The U01 emergency communications antenna is a versatile, multiband antenna designed for 80/60/40/20/17/15/10m bands, known for its reliability and compact size. It features a broadband transformer wound on various core options like FT82-43, FT114-43, or FT140-43, with the latter capable of handling up to 100W. The antenna incorporates a PCB with options for SMA and BNC connectors, and a weather-proofed design for durability. The lightweight construction, using materials like DX Wire UL and Polyester rope, makes it highly portable. The antenna's design has been tested and proven within the DARC Chapter U01, with multiple build options and detailed documentation available for DIY enthusiasts.

This blog post documents the author's journey building an APRS micromodem for amateur radio applications. Using an open-source design by LY2EN, the author assembled a cost-effective Terminal Node Controller (TNC) with SMD components, an Arduino Nano, and a JDY-31 Bluetooth module. The construction process included PCB fabrication, careful component soldering, microcontroller programming, and Bluetooth configuration. A custom 3D-printed case protected the completed device. Field testing in Romania showed the device functioned with a Baofeng UV-5R radio, though antenna limitations affected performance. The entire project demonstrates an affordable DIY alternative to commercial APRS trackers.

Demonstrates the construction of an **ATU-100 (N7DDC)** automatic antenna tuner, detailing the assembly process from component arrival to final enclosure. The resource covers winding the tandem match transformer, connecting the OLED display, and integrating optional control buttons. Specific attention is given to modifying the EEPROM settings for **QRP operation**, reducing the minimum tuning power to 1 Watt, and addressing potential RF interference with CPU by adding capacitors to button connections.

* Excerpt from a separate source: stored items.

impl Settings {
    fn from_raw(raw: RawSettings) -> Result<Self, LoadError> {
        let RawSettings {
            server,
            logging,
            store,
            cms,
            auth,
            pages,
            uploads,
        } = raw;

        let server = build_server_settings(server)?;
        let logging = build_logging_settings(logging)?;
        let store = build_store_settings(store, cms)?;
        let auth = build_auth_settings(auth, &server.public_url)?;
        let pages = build_page_settings(pages)?;
        let uploads = build_upload_settings(uploads)?;

        Ok(Self {
            server,
            logging,
            store,
            auth,
            pages,
            uploads,
        })
    }
}

fn build_server_settings(server: RawServerSettings) -> Result<ServerSettings, LoadError> {
    let host = server.host.unwrap_or_else(|| DEFAULT_HOST.to_string());
    let port = server.port.unwrap_or(DEFAULT_PORT);
    if port == 0 {
        return Err(LoadError::invalid(
            "server.port",
            "port must be greater than zero",
        ));
    }

    let addr = parse_socket_addr(&host, port)
        .map_err(|reason| LoadError::invalid("server.addr", reason))?;

    let public_url = match non_blank(server.public_url) {
        Some(value) => Url::parse(&value)
            .map_err(|err| LoadError::invalid("server.public_url", err.to_string()))?,
        None => Url::parse(&format!("http://{host}:{port}/"))
            .map_err(|err| LoadError::invalid("server.public_url", err.to_string()))?,
    };
    if !matches!(public_url.scheme(), "http" | "https") {
        return Err(LoadError::invalid(
            "server.public_url",
            "scheme must be http or https",
        ));
    }

    let graceful_secs = server
        .graceful_shutdown_seconds
        .unwrap_or(DEFAULT_GRACEFUL_SHUTDOWN_SECS);
    if graceful_secs == 0 {
        return Err(LoadError::invalid(
            "server.graceful_shutdown_seconds",
            "must be greater than zero",
        ));
    }

    Ok(ServerSettings {
        addr,
        public_url,
        graceful_shutdown: Duration::from_secs(graceful_secs),
    })
}
use std::sync::Arc;

use thiserror::Error;
use time::OffsetDateTime;
use tracing::info;

use crate::application::repos::{
    CreatePostParams, MainImageParams, PostsRepo, PostsWriteRepo, RepoError, UpdatePostParams,
};
use crate::domain::entities::PostRecord;
use crate::domain::portable_text::{self, ContentBlock};
use crate::domain::slug::{self, SlugError, SlugLookupError};
use crate::domain::types::Category;

pub const DEFAULT_CONTENT: &str = "Start writing your blog content here...";
pub const FORM_PLACEHOLDER_CONTENT: &str = "Blog content goes here...";

#[derive(Debug, Error)]
pub enum PostWriteError {
    #[error("{0}")]
    Validation(&'static str),
    #[error("post not found")]
    NotFound,
    #[error(transparent)]
    Slug(#[from] SlugError),
    #[error(transparent)]
    Repo(#[from] RepoError),
}

impl From<SlugLookupError<RepoError>> for PostWriteError {
    fn from(error: SlugLookupError<RepoError>) -> Self {
        match error {
            SlugLookupError::Slug(err) => PostWriteError::Slug(err),
            SlugLookupError::Lookup(err) => PostWriteError::Repo(err),
        }
    }
}

#[derive(Debug, Clone, Default)]
pub struct CreatePostCommand {
    pub title: Option<String>,
    pub slug: Option<String>,
    pub excerpt: Option<String>,
    pub author: Option<String>,
    pub category: Option<String>,
    /// `None` falls back to a placeholder paragraph.
    pub content: Option<Vec<ContentBlock>>,
    pub main_image: Option<MainImageParams>,
    /// Derive the slug from the title when it is missing and suffix it until
    /// it is unused. The JSON API requires an explicit slug instead.
    pub derive_slug: bool,
}

#[derive(Debug, Clone, Default)]
pub struct UpdatePostCommand {
    pub title: Option<String>,
    pub excerpt: Option<String>,
    pub author: Option<String>,
    pub comments_enabled: Option<bool>,
}

/// Create, update and delete posts.
#[derive(Clone)]
pub struct PostWriteService {
    reader: Arc<dyn PostsRepo>,
    writer: Arc<dyn PostsWriteRepo>,
}

impl PostWriteService {
    pub fn new(reader: Arc<dyn PostsRepo>, writer: Arc<dyn PostsWriteRepo>) -> Self {
        Self { reader, writer }
    }

    pub async fn create(&self, command: CreatePostCommand) -> Result<PostRecord, PostWriteError> {
        let title = non_empty(command.title).ok_or(PostWriteError::Validation(
            "Title and slug are required",
        ))?;

        let slug = if command.derive_slug {
            let base = slug::normalize_or_derive(command.slug.as_deref(), &title)?;
            let reader = Arc::clone(&self.reader);
            slug::unique_slug(base, move |candidate| {
                let reader = Arc::clone(&reader);
                async move { reader.find_by_slug(&candidate).await.map(|found| found.is_some()) }
            })
            .await?
        } else {
            non_empty(command.slug).ok_or(PostWriteError::Validation(
                "Title and slug are required",
            ))?
        };

        let content = command
            .content
            .unwrap_or_else(|| vec![ContentBlock::paragraph(DEFAULT_CONTENT)]);

        let params = CreatePostParams {
            title,
            slug,
            excerpt: non_empty(command.excerpt),
            author: non_empty(command.author),
            category: command.category.as_deref().and_then(Category::parse),
            content,
            published_at: OffsetDateTime::now_utc(),
            main_image: command.main_image,
        };

        let record = self.writer.create_post(params).await?;
        info!(post_id = %record.id, slug = %record.slug, "post created");
        Ok(record)
    }

    pub async fn update(
        &self,
        id: &str,
        command: UpdatePostCommand,
    ) -> Result<PostRecord, PostWriteError> {
        let title = non_empty(command.title).ok_or(PostWriteError::Validation("Title is required"))?;

        let params = UpdatePostParams {
            id: id.to_string(),
            title,
            excerpt: non_empty(command.excerpt),
            author: non_empty(command.author),
            comments_enabled: command.comments_enabled.unwrap_or(true),
        };

        match self.writer.update_post(params).await {
            Ok(record) => Ok(record),
            Err(RepoError::NotFound) => Err(PostWriteError::NotFound),
            Err(err) => Err(err.into()),
        }
    }

    pub async fn delete(&self, id: &str) -> Result<(), PostWriteError> {
        match self.writer.delete_post(id).await {
            Ok(()) => {
                info!(post_id = %id, "post deleted");
                Ok(())
            }
            Err(RepoError::NotFound) => Err(PostWriteError::NotFound),
            Err(err) => Err(err.into()),
        }
    }
}

/// Build portable-text content from the plain-text form field: one paragraph
/// per blank-line separated chunk, or a placeholder when nothing was typed.
pub fn content_from_form(text: &str) -> Vec<ContentBlock> {
    let blocks = portable_text::from_plain_text(text);
    if blocks.is_empty() {
        vec![ContentBlock::paragraph(FORM_PLACEHOLDER_CONTENT)]
    } else {
        blocks
    }
}

fn non_empty(value: Option<String>) -> Option<String> {
    value
        .map(|value| value.trim().to_string())
        .filter(|value| !value.is_empty())
}

#[cfg(test)]
mod tests {
    use super::*;

    #[test]
    fn empty_form_content_gets_placeholder() {
        let blocks = content_from_form("  \n\n ");
        assert_eq!(blocks.len(), 1);
        match &blocks[0] {
            ContentBlock::Text(block) => assert_eq!(block.plain_text(), FORM_PLACEHOLDER_CONTENT),
            other => panic!("unexpected block: {other:?}"),
        }
        assert_eq!(content_from_form("one\n\ntwo").len(), 2);
    }

    #[test]
    fn non_empty_trims_and_drops_blank() {
        assert_eq!(non_empty(Some("  hi ".into())).as_deref(), Some("hi"));
        assert_eq!(non_empty(Some("   ".into())), None);
        assert_eq!(non_empty(None), None);
    }
}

The build log includes practical tips such as adapting RG58 coaxial cable strands for PCB mounting and utilizing a repurposed Macbook Pro cover for the custom enclosure. The author references external GitHub pages for comprehensive information, R0AEK's resources for additional details, and a video by MW0SAW for EEPROM configuration across different ATU-100 variants. Future plans involve field testing the completed tuner during SOTA or other portable activations.